### [DATA PROVIDED]
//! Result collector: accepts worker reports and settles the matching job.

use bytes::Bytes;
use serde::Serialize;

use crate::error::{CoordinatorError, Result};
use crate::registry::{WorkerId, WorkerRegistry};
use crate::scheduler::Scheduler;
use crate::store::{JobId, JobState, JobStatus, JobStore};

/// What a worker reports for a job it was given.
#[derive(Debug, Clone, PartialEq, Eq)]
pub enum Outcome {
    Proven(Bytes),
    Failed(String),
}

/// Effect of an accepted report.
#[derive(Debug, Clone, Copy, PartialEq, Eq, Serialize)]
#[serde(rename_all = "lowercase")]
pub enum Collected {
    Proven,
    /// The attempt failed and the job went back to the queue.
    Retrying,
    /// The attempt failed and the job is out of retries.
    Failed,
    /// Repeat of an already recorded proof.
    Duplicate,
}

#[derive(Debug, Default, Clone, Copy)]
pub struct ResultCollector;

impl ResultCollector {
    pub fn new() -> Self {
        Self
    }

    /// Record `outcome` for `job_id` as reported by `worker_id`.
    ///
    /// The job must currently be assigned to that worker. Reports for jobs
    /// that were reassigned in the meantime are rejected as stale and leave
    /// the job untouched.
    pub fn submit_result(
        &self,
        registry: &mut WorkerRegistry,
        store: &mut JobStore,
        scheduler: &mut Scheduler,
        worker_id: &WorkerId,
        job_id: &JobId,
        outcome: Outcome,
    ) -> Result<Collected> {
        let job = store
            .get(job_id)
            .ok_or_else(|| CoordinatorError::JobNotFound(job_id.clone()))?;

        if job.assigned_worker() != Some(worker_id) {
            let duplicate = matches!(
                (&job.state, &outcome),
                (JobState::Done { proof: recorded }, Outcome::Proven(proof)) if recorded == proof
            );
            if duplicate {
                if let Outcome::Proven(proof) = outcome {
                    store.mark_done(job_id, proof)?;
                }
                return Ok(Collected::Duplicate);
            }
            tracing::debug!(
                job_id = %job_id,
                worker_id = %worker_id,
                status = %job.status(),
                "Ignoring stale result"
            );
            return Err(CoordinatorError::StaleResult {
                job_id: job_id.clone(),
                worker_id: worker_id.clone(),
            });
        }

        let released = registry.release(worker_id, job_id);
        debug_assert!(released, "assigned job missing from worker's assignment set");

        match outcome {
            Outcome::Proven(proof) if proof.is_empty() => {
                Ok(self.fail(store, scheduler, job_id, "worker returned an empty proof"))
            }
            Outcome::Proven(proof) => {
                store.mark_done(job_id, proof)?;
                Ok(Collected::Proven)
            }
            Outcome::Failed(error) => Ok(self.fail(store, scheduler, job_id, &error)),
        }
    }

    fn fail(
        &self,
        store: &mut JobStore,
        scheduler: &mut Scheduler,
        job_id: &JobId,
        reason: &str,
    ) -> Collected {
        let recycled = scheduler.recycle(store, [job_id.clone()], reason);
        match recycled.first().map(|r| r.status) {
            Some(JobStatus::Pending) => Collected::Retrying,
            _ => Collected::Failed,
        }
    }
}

### [WHAT THE TASK REQUIRES]
Check the listing for the word "serde". Show each line that has it.

### [WRITTEN SOLUTION]
use serde::Serialize;
#[serde(rename_all = "lowercase")]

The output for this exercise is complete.